I think the features that grab me most about Aperture, are the ones that nod to the pre-digital era. The times when you spilled your negs or slides onto a light-table, grabbed a good loupe and in magnified glory, saw just how good you really were. Through the loupe I would choose the best frame, check sharpness and look for detail in the highlight and shadow areas, to know what to expect in the scan or print.
The importance of editing cannot be understated in my view and with film, having a good loupe makes sense–allowing you to see subtle details easily missed while looking through cheap plastic magnifiers. You had to pay a healthy premium for loupes by Leica, Schneider or Rodenstock, and a Rollei 3x Magnifier for medium format film, still sells for $100 more than the cost of Aperture!
Know that a three-dimensional loupe at any price, doesn’t come close to the magical performance of Aperture as an editing tool, and The Aperture Loupe, which has been improved in version 1.5.1.
The first thing I needed to learn was how to turn it on and off without having to click on the loupe icon, which was driving me a bit crazy. The shortcut is the “grave accent” key ( ` ) just above the Tab Key. Once you learn this, you will tap that key all the time.
In this latest version of Aperture, the new “centered loupe” feels much like dragging a traditional loupe across the film frame; as you drag the loupe over an area of the image, that area is magnified, from 100 to 1600 percent, depending on your chosen preference. Generally, I like to see my images at 100 percent since there is not much practical info you can glean from higher magnifications. Even at 100 percent, some of the noise and artifacts you see won’t be visible in the print.
Placing the cursor anywhere on an image, even over an area on a thumbnail
like in this example, magnifies that area of the image.
The centered loupe works best on a large screen, where you have room to leave it in a corner. The “old” way of dragging the loupe is still pretty cool and gets the job done on a laptop or smaller monitor. But the big advantage of the centered loupe is access to a pop-up menu, which includes all loupe options. You can change magnification, display color values, or choose the “focus on cursor” mode.
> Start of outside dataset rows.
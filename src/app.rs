//! Activity Board App
//!
//! Root component: activity list on one side, signup form and message
//! banner on the other.

use leptos::prelude::*;
use reactive_stores::Store;

use crate::components::{ActivitiesList, MessageBanner, SignupForm};
use crate::config::BoardConfig;
use crate::context::BoardContext;
use crate::store::BoardState;

#[component]
pub fn App(config: BoardConfig) -> impl IntoView {
    let store = Store::new(BoardState::default());
    let ctx = BoardContext::new(store, config);

    // Provide context to all children
    provide_context(ctx);

    // Load once when the page is ready; later loads follow successful changes
    Effect::new(move |_| {
        ctx.reload();
    });

    view! {
        <main class="activity-board">
            <section id="activities-container">
                <h3>"Available Activities"</h3>
                <ActivitiesList />
            </section>

            <section id="signup-container">
                <h3>"Sign Up for an Activity"</h3>
                <SignupForm />
                <MessageBanner />
            </section>
        </main>
    }
}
In this mode, you can leave the loupe in one place, and see a magnified view of wherever your cursor travels around the screen. This includes moving your cursor outside the main image area to thumbnails in the browser. Wherever the cursor roams, that portion of the frame is magnified, making it quick and easy to check focus or view details of any frame, anywhere in your library, even when in book or web gallery mode.
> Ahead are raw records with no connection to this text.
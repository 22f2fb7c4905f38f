//! API Errors

use thiserror::Error;

/// Failures talking to the Activities API.
///
/// A non-2xx reply to signup/unregister is not an error: it carries a
/// `detail` for the user and comes back as `MutationOutcome::Rejected`.
#[derive(Debug, Clone, PartialEq, Eq, Error)]
pub enum ApiError {
    /// Request never produced a response
    #[error("network error: {0}")]
    Network(String),
    /// Response body was not the expected JSON
    #[error("invalid response body: {0}")]
    Decode(String),
    /// Read endpoint answered with a non-2xx status
    #[error("server responded with status {0}")]
    Status(u16),
}
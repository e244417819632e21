use super::types::TrackerConfig;
use anyhow::{Context, Result};
use figment::{
    providers::{Env, Format, Serialized, Toml},
    Figment,
};
use std::path::{Path, PathBuf};

/// Default config file name, looked up in the working directory
pub const CONFIG_FILE_NAME: &str = "mltrack.toml";

/// Environment variable overriding the config file location
pub const CONFIG_PATH_ENV: &str = "MLTRACK_CONFIG";

/// Service for configuration management
pub struct ConfigService {
    config_path: PathBuf,
}

impl ConfigService {
    /// Create a config service for an explicit file
    pub fn new(config_path: impl Into<PathBuf>) -> Self {
        Self {
            config_path: config_path.into(),
        }
    }

    /// Config file from `MLTRACK_CONFIG`, or `mltrack.toml` in the working directory
    pub fn from_env() -> Self {
        let path = std::env::var_os(CONFIG_PATH_ENV)
            .map(PathBuf::from)
            .unwrap_or_else(|| PathBuf::from(CONFIG_FILE_NAME));
        Self::new(path)
    }

    pub fn path(&self) -> &Path {
        &self.config_path
    }

    /// Initialize configuration with defaults
    pub fn init(&self) -> Result<TrackerConfig> {
        let config = TrackerConfig::default();
        self.save(&config)?;
        Ok(config)
    }

    /// Load configuration from file, with env var overrides (MLTRACK_ prefix, __ separator)
    pub fn load(&self) -> Result<TrackerConfig> {
        let mut figment = Figment::from(Serialized::defaults(TrackerConfig::default()));

        if self.config_path.exists() {
            figment = figment.merge(Toml::file(&self.config_path));
        }

        figment = figment.merge(Env::prefixed("MLTRACK_").split("__"));

        let config: TrackerConfig = figment.extract().context("Failed to load configuration")?;
        Ok(config)
    }

    /// Save configuration to file
    pub fn save(&self, config: &TrackerConfig) -> Result<()> {
        let content = toml::to_string_pretty(config).context("Failed to serialize config")?;

        if let Some(parent) = self.config_path.parent() {
            if !parent.as_os_str().is_empty() {
                std::fs::create_dir_all(parent).context("Failed to create config directory")?;
            }
        }

        std::fs::write(&self.config_path, content).context("Failed to write config file")?;
        Ok(())
    }

    /// Get a configuration value by dotted key
    pub fn get(&self, key: &str) -> Result<String> {
        let config = self.load()?;
        match key {
            "server.bind" => Ok(config.server.bind),
            "server.cors_origins" => Ok(config.server.cors_origins.join(",")),
            "storage.database_url" => Ok(config.storage.database_url),
            "storage.artifacts_path" => Ok(config.storage.artifacts_path),
            "storage.max_artifact_bytes" => Ok(config.storage.max_artifact_bytes.to_string()),
            "storage.chunk_size" => Ok(config.storage.chunk_size.to_string()),
            _ => Err(anyhow::anyhow!("Unknown config key: {}", key)),
        }
    }

    /// Set a configuration value by dotted key
    pub fn set(&self, key: &str, value: String) -> Result<()> {
        let mut config = self.load()?;
        match key {
            "server.bind" => config.server.bind = value,
            "server.cors_origins" => {
                config.server.cors_origins = value
                    .split(',')
                    .map(str::trim)
                    .filter(|origin| !origin.is_empty())
                    .map(String::from)
                    .collect();
            },
            "storage.database_url" => config.storage.database_url = value,
            "storage.artifacts_path" => config.storage.artifacts_path = value,
            "storage.max_artifact_bytes" => {
                config.storage.max_artifact_bytes = value
                    .parse()
                    .with_context(|| format!("Invalid value for {}: {}", key, value))?;
            },
            "storage.chunk_size" => {
                let size: usize = value
                    .parse()
                    .with_context(|| format!("Invalid value for {}: {}", key, value))?;
                if size == 0 {
                    return Err(anyhow::anyhow!("{} must be greater than zero", key));
                }
                config.storage.chunk_size = size;
            },
            _ => return Err(anyhow::anyhow!("Unknown config key: {}", key)),
        }
        self.save(&config)?;
        Ok(())
    }

    /// Check if configuration exists
    pub fn exists(&self) -> bool {
        self.config_path.exists()
    }
}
The more you play with the Aperture Loupe, the more you will appreciate its shortcuts. To quickly change the size of the loupe itself, OPTION-SHIFT-HYPHEN decreases loupe size; OPTION-SHIFT-EQUAL SIGN makes it bigger. For magnification, COMMAND- SHIFT-EQUAL SIGN increases magnification while COMMAND- SHIFT-HYPHEN brings it down.
The Aperture Loupe is the super-hero of all loupes: powerful, extremely functional, and very cool.